When this matter came before the Criminal Courts it was accepted that RHD suffered from a gambling addiction and the Supreme Court has now gone so far as to say that this condition may be a mitigating factor in certain theft crimes.  The Court considered expert testimony in its decision.  When properly diagnosed, as for RHD, a gambling addiction amounts to a defect in one’s own impulse control, the expert stated.  The Court took the view that a gambling addiction would not affect sentencing in normal instances of robbery or other complex criminal operations, which require a criminal mind-set. However, RHD’s diagnosis was relevant as a mitigating factor (not a defence) because her criminal act consisted in effect of rigging her own personal lottery each month for 5 years.

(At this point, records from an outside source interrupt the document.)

use clap::{ArgAction, Parser, ValueEnum};
use serde::{Deserialize, Serialize};
use std::path::PathBuf;
use std::time::Duration;

/// P2P Tx Bench - bounded-time transaction throughput trials for peer-to-peer messaging
#[derive(Parser, Debug, Clone, Default)]
#[clap(version, about, long_about = None)]
pub struct Args {
    /// Verification modes to run (space-separated: poll, notify, or both)
    #[clap(short = 'm', long = "mode", value_enum, default_values_t = vec![VerificationMode::Poll], help_heading = "Core Options", num_args = 1..)]
    pub modes: Vec<VerificationMode>,

    /// Number of peers taking part in each trial (peer 0 sends)
    #[clap(short = 'p', long, default_value_t = crate::defaults::PEER_COUNT, help_heading = "Core Options")]
    pub peers: usize,

    /// Number of messages to send per trial
    #[clap(short = 'n', long, default_value_t = crate::defaults::TX_COUNT, help_heading = "Core Options")]
    pub tx_count: usize,

    /// Wall-clock budget for sending (e.g. "500ms", "10s", "1m")
    #[clap(short = 'd', long, value_parser = parse_duration, default_value = "10s", help_heading = "Core Options")]
    pub period: Duration,

    /// How many times to repeat each trial
    #[clap(short = 't', long, default_value_t = 1, help_heading = "Core Options")]
    pub trials: usize,

    /// Do not prime peers as active chatters before notification trials
    #[clap(long, default_value_t = false)]
    pub skip_presence: bool,

    /// Pause after priming presence, before sending starts
    #[clap(long, value_parser = parse_duration, default_value = "1s")]
    pub settle_delay: Duration,

    /// Last chunk included when listing the receiver's messages
    #[clap(long, default_value_t = 1)]
    pub chunk_end: u32,

    /// Percentiles to calculate for per-send latency
    #[clap(long, default_values_t = vec![50.0, 95.0, 99.0])]
    pub percentiles: Vec<f64>,

    /// Simulated latency of every call on the in-process network
    #[clap(long, value_parser = parse_duration, help_heading = "Local Network")]
    pub send_latency: Option<Duration>,

    /// Maximum random extra latency per call on the in-process network
    #[clap(long, value_parser = parse_duration, help_heading = "Local Network")]
    pub jitter: Option<Duration>,

    /// Delay before a message becomes visible to other peers
    #[clap(long, value_parser = parse_duration, help_heading = "Local Network")]
    pub gossip_delay: Option<Duration>,

    /// Output file for results (JSON format)
    #[clap(short = 'o', long, help_heading = "Output")]
    pub output_file: Option<PathBuf>,

    /// Continue running other trials even if one fails
    #[clap(long, default_value_t = false, help_heading = "Output")]
    pub continue_on_error: bool,

    /// Increase log verbosity (-v debug, -vv trace)
    #[clap(short = 'v', long, action = ArgAction::Count, help_heading = "Output")]
    pub verbose: u8,

    /// Suppress console log output
    #[clap(short = 'q', long, default_value_t = false, help_heading = "Output")]
    pub quiet: bool,

    /// Also write logs to this file
    #[clap(long, help_heading = "Output")]
    pub log_file: Option<PathBuf>,
}

/// How delivery is confirmed after sending
#[derive(Clone, Copy, Debug, PartialEq, Eq, ValueEnum, Serialize, Deserialize)]
pub enum VerificationMode {
    /// Query the receiver's message log after sending
    #[value(name = "poll", alias = "gossip")]
    Poll,

    /// Count push notifications while sending
    #[value(name = "notify", alias = "signal")]
    Notify,

    /// Run a poll trial and a notification trial
    #[value(name = "both")]
    Both,
}

impl std::fmt::Display for VerificationMode {
    fn fmt(&self, f: &mut std::fmt::Formatter<'_>) -> std::fmt::Result {
        match self {
            VerificationMode::Poll => write!(f, "Poll"),
            VerificationMode::Notify => write!(f, "Notification"),
            VerificationMode::Both => write!(f, "Poll + Notification"),
        }
    }
}

impl VerificationMode {
    /// What a trial's scalar result counts in this mode
    ///
    /// Cut-off trials of either mode report the sent count instead.
    pub fn result_description(&self) -> &'static str {
        match self {
            VerificationMode::Poll => "messages listed by the receiving peer",
            VerificationMode::Notify => "notifications counted, summed over all receiving peers",
            VerificationMode::Both => "per mode",
        }
    }

    /// Expand `Both` into the concrete modes, dropping duplicates
    pub fn expand_all(modes: Vec<VerificationMode>) -> Vec<VerificationMode> {
        if modes.contains(&VerificationMode::Both) {
            return vec![VerificationMode::Poll, VerificationMode::Notify];
        }

        let mut expanded = Vec::with_capacity(modes.len());
        for mode in modes {
            if !expanded.contains(&mode) {
                expanded.push(mode);
            }
        }
        expanded
    }
}

/// Parse duration from string (e.g., "250ms", "10s", "5m", "1h")
pub fn parse_duration(s: &str) -> Result<Duration, String> {
    let s = s.trim();

    if s.is_empty() {
        return Err("Duration cannot be empty".to_string());
    }

    let (num_str, unit) = if let Some(stripped) = s.strip_suffix("ms") {
        (stripped, "ms")
    } else if let Some(stripped) = s.strip_suffix('s') {
        (stripped, "s")
    } else if let Some(stripped) = s.strip_suffix('m') {
        (stripped, "m")
    } else if let Some(stripped) = s.strip_suffix('h') {
        (stripped, "h")
    } else {
        (s, "s") // Default to seconds
    };

    let num: f64 = num_str
        .trim()
        .parse()
        .map_err(|_| format!("Invalid number in duration: {}", num_str))?;

    if !num.is_finite() || num < 0.0 {
        return Err(format!("Duration must be a non-negative number: {}", s));
    }

    let secs = match unit {
        "ms" => num / 1000.0,
        "s" => num,
        "m" => num * 60.0,
        "h" => num * 3600.0,
        _ => return Err(format!("Invalid duration unit: {}", unit)),
    };

    Duration::try_from_secs_f64(secs).map_err(|e| format!("Duration out of range: {}: {}", s, e))
}

#[cfg(test)]
mod tests {
    use super::*;

    #[test]
    fn test_parse_duration() {
        assert_eq!(parse_duration("10s").unwrap(), Duration::from_secs(10));
        assert_eq!(parse_duration("5m").unwrap(), Duration::from_secs(300));
        assert_eq!(parse_duration("1h").unwrap(), Duration::from_secs(3600));
        assert_eq!(parse_duration("500ms").unwrap(), Duration::from_millis(500));
        assert_eq!(parse_duration("0ms").unwrap(), Duration::ZERO);
        assert_eq!(parse_duration("1.5s").unwrap(), Duration::from_millis(1500));
        assert_eq!(parse_duration("10").unwrap(), Duration::from_secs(10));

        assert!(parse_duration("").is_err());
        assert!(parse_duration("invalid").is_err());
        assert!(parse_duration("-1s").is_err());
        assert!(parse_duration("1e30s").is_err());
        assert!(parse_duration("1e30h").is_err());
    }

    #[test]
    fn test_out_of_range_period_is_a_parse_error() {
        let result = Args::try_parse_from(["p2p-tx-bench", "--period", "1e30h"]);
        assert!(result.is_err());
    }

    #[test]
    fn test_verification_mode_display() {
        assert_eq!(VerificationMode::Poll.to_string(), "Poll");
        assert_eq!(VerificationMode::Notify.to_string(), "Notification");
        assert_eq!(VerificationMode::Both.to_string(), "Poll + Notification");
    }

    #[test]
    fn test_result_description_differs_by_mode() {
        assert_ne!(
            VerificationMode::Poll.result_description(),
            VerificationMode::Notify.result_description()
        );
        assert!(VerificationMode::Notify
            .result_description()
            .contains("summed over all receiving peers"));
    }

    #[test]
    fn test_verification_mode_expand_all() {
        let both = vec![VerificationMode::Poll, VerificationMode::Notify];
        assert_eq!(
            VerificationMode::expand_all(vec![VerificationMode::Both]),
            both
        );
        assert_eq!(
            VerificationMode::expand_all(vec![VerificationMode::Notify, VerificationMode::Both]),
            both
        );
        assert_eq!(
            VerificationMode::expand_all(vec![VerificationMode::Notify, VerificationMode::Notify]),
            vec![VerificationMode::Notify]
        );
    }

    #[test]
    fn test_args_parsing() {
        let args = Args::parse_from([
            "p2p-tx-bench",
            "-m",
            "signal",
            "gossip",
            "-n",
            "5",
            "--period",
            "250ms",
            "-vv",
        ]);

        assert_eq!(
            args.modes,
            vec![VerificationMode::Notify, VerificationMode::Poll]
        );
        assert_eq!(args.tx_count, 5);
        assert_eq!(args.period, Duration::from_millis(250));
        assert_eq!(args.peers, crate::defaults::PEER_COUNT);
        assert_eq!(args.settle_delay, Duration::from_secs(1));
        assert_eq!(args.verbose, 2);
    }
}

This ruling serves to recognise the condition as a mitigating factor for sentencing in criminal matters; however, the diagnosis of a gambling addiction is not a free pass for all forms of theft.  It simply means that formally-diagnosed gambling addicts who steal will not be absolved of their crime, but may receive a lighter sentence.  Therefore, despite the criminal law implications of this ruling, employers may proceed with terminations of employees for such fraudulent conduct in the same manner as they now do even if the employee pleads such an addiction in his own defence.   As the Spanish Labour Courts have chosen not to take into account such psychological diagnoses when reviewing termination claims, companies need not worry about an employee’s gambling addiction affecting the legality of a dismissal.   The same will no doubt be true of other misconduct which may have medical origins, such as kleptomania, voyeurism, pyromania, drug addiction, etc.

In light of her diagnosis, RHD was given a reduced sentence of four and a half years in prison and she was also required to pay back the €296,220 she ultimately “earned” while working for the company.